The answer may very well appear from understanding that the skin matrix is in charge of the skin's mechanical properties, like firmness, strength, suppleness, and elasticity. Stretch marks are tears in a skin matrix altered by atrophy, a condition characterized by exactly the opposite of those just described. Yes, skin injured by stretch marks is characterized by thinning, weakness, sagging, stiffness, roughness and decrease in the size of tissues, impaired cellular proliferation, and loss of function, also called atrophia.

The skin matrix is a precious resource which is both produced and consumed quite frequently during our lives. On one side, skin matrix is regularly synthesized by fibroblasts. On the other side, if it is damaged, malformed or worn out, skin matrix - especially the structural proteins collagen and elastin- is broken down into fragments by gelattinase and collagenase enzymes, also called matrix metalloproteinases (MMP) and then reprocessed.
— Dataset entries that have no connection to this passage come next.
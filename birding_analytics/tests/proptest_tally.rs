use birding_analytics::*;
use proptest::prelude::*;
use std::collections::{HashMap, HashSet};

// Small alphabets so that groups and duplicates actually happen.
fn arb_sighting() -> impl Strategy<Value = Sighting> {
    (
        prop::option::of(prop_oneof![
            Just("US-TX".to_string()),
            Just("US-OR".to_string()),
            Just("CA-ON".to_string()),
        ]),
        prop::option::of(prop_oneof![
            Just("".to_string()),
            Just("Travis".to_string()),
            Just("Lane".to_string()),
            Just("Kent".to_string()),
        ]),
        prop::option::of((1u32..6).prop_map(|d| format!("2024-01-0{}", d))),
        prop::option::of((0u32..8).prop_map(|s| s.to_string())),
    )
        .prop_map(|(state, county, date, species)| Sighting {
            state,
            county,
            date,
            species,
        })
}

proptest! {
    /// Property: every county keeps at most three dates, best first
    #[test]
    fn prop_top_three_sorted(rows in prop::collection::vec(arb_sighting(), 0..200)) {
        let tally = tally_sightings(&rows);
        for r in tally.rankings.iter() {
            prop_assert!(!r.dates.is_empty());
            prop_assert!(r.dates.len() <= TOP_DATES_PER_COUNTY);
            for w in r.dates.windows(2) {
                prop_assert!(w[0].species_count >= w[1].species_count);
            }
        }
    }

    /// Property: counts are the number of distinct species, never the number of rows
    #[test]
    fn prop_counts_are_distinct_species(rows in prop::collection::vec(arb_sighting(), 0..200)) {
        let mut expected: HashMap<(Option<String>, String, String), HashSet<Option<String>>> =
            HashMap::new();
        for row in rows.iter() {
            if let Some(county) = row.county.clone().filter(|c| !c.is_empty()) {
                let key = (
                    normalize_state(row.state.as_deref()),
                    county,
                    row.date.clone().unwrap_or_default(),
                );
                expected.entry(key).or_default().insert(row.species.clone());
            }
        }
        let tally = tally_sightings(&rows);
        for r in tally.rankings.iter() {
            for dc in r.dates.iter() {
                let key = (r.state.clone(), r.county.clone(), dc.date.clone());
                prop_assert_eq!(Some(dc.species_count), expected.get(&key).map(|s| s.len()));
            }
        }
    }

    /// Property: rows without a county never show up
    #[test]
    fn prop_rows_without_county_are_dropped(rows in prop::collection::vec(arb_sighting(), 0..100)) {
        let kept: Vec<Sighting> = rows
            .iter()
            .filter(|r| r.county.as_deref().map(|c| !c.is_empty()).unwrap_or(false))
            .cloned()
            .collect();
        let all = tally_sightings(&rows);
        let only_kept = tally_sightings(&kept);
        prop_assert_eq!(&all.rankings, &only_kept.rankings);
        prop_assert_eq!(all.rows_skipped, rows.len() - kept.len());
        prop_assert!(all.rankings.iter().all(|r| !r.county.is_empty()));
    }

    /// Property: the date sort orders counties by their best day
    #[test]
    fn prop_date_sort_is_descending(rows in prop::collection::vec(arb_sighting(), 0..200)) {
        let mut rankings = tally_sightings(&rows).rankings;
        sort_rankings(&mut rankings, SortMode::Date);
        for w in rankings.windows(2) {
            prop_assert!(w[0].top_species_count() >= w[1].top_species_count());
        }
    }

    /// Property: the county sort is ascending
    #[test]
    fn prop_county_sort_is_ascending(rows in prop::collection::vec(arb_sighting(), 0..200)) {
        let mut rankings = tally_sightings(&rows).rankings;
        sort_rankings(&mut rankings, SortMode::County);
        for w in rankings.windows(2) {
            prop_assert!(compare_counties(&w[0].county, &w[1].county) != std::cmp::Ordering::Greater);
        }
    }
}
By digesting key matrix proteins, such as collagen and elastin, MMP enzymes play an underappreciated yet critical function in skin physiology.

In healthy and youthful skin, the synthesis and degradation of the matrix are in balance: damaged or redundant matrix is degraded while the deficit is restored by the continuous biosynthesis. Unfortunately, this complicated balance gets disrupted because of hormonal imbalances, malnutrition, or and as we age, too little of the matrix is synthesized and too much is degraded. As with any supply-demand imbalance, it can be bettered by either augmenting supply (boosting biosynthesis of the matrix) or reducing demand (inhibiting the breakdown).

In particular, the synthesis of elastin is physiologically important, although elastin is only 2% of the total protein in the epidermis. These skin fibers provide the resiliency of skin. Elastin synthesis and the regulation of the quantity of cross-linked insoluble collagen and elastin fibers depend on the interaction between 3 factors. The first is the presence of active fibroblasts, which secrete the soluble precursor of elastin, tropoelastin. The second is the relative amount of several skin matrix components within the skin also secreted by fibroblasts. The third are enzymes that are in charge of both the cell degradation processes that allows the breakdown of dead cells into their component amino-acids and their re-use for the synthesis of new proteins (amino-acid chains).

So beware of creams that contain soluble collagen and/or elastin, they will NOT have any effect.

What is necessary is the biosynthesis and proper self-assembly of complex skin structures from inside out your body. The first step in elastic fiber formation is the appearance of small cell surface-associated elastin globules (soluble tropoelastin) that augment in size with time (microassembly). The elastin globules are eventually transferred to pre-existing elastic fibers in the extracellular matrix where, through an intricate and orchestrated biological process, they integrate into larger structures (macroassembly) and become crosslinked funtional fiber-like polymers with reversible deformation and high resilience.

Collagen and Elastin Synthesis Boosters May Fail or Fall Short in People Affected by Atrophic Skin.

The most recent stretch mark treatment and prevention products are focused on restoring skin matrix by stimulating the biosynthesis of collagen or elastin (e.g. ascorbic acid, copper peptides, palmitoyl pentapeptide, oligopeptides and other|synthetic copper peptides, ascorbic acid, oligopeptides, palmitoyl pentapeptide, and other). Unfortunately, this mode fails or falls short in most people affected by atrophic skin, apparently due to the particular chemistry of skin affected by such condition and an incapacity to answer to matrix synthesis boosters.

Their failure to affect existing stretch marks is most likely due to something crucial ingredient missing in those products; an element that can help your skin to get rid of scar tissues and stretch marks. In fact, your body needs two things to accomplish this.

One, your body needs to be able to differentiate or identify scar tissue from the neighboring functional and healthy tissues in the skin matrix. Second, it must be able to degrade the proteins that those scar tissues are made off and divide their component amino-acids to then afterward use them to generate new skin matrix components.

This can only be accomplished by the action of two types of ingredients that act together. One is messenger molecules that are able to link communication between cells and allow them to differentiate scar tissues from functional and/ or healthy tissues and trigger fibroblast development. The other main ingredient is enzymes that dissolve the non functional, worn out, or damaged tissues that were recognized by the messenger molecules.

Combined methods that include some form of abrading to physically break down some of the more superficial scarring, and a topical product that includes not just moist enhancers or collagen biosynthesis boosters, but also cell communicating ingredients, enzymes that 'dissolve' injured cells and scar proteins and skin regenerating activators can produce substantial improvements.

Such product can also effectively prevent stretch marks.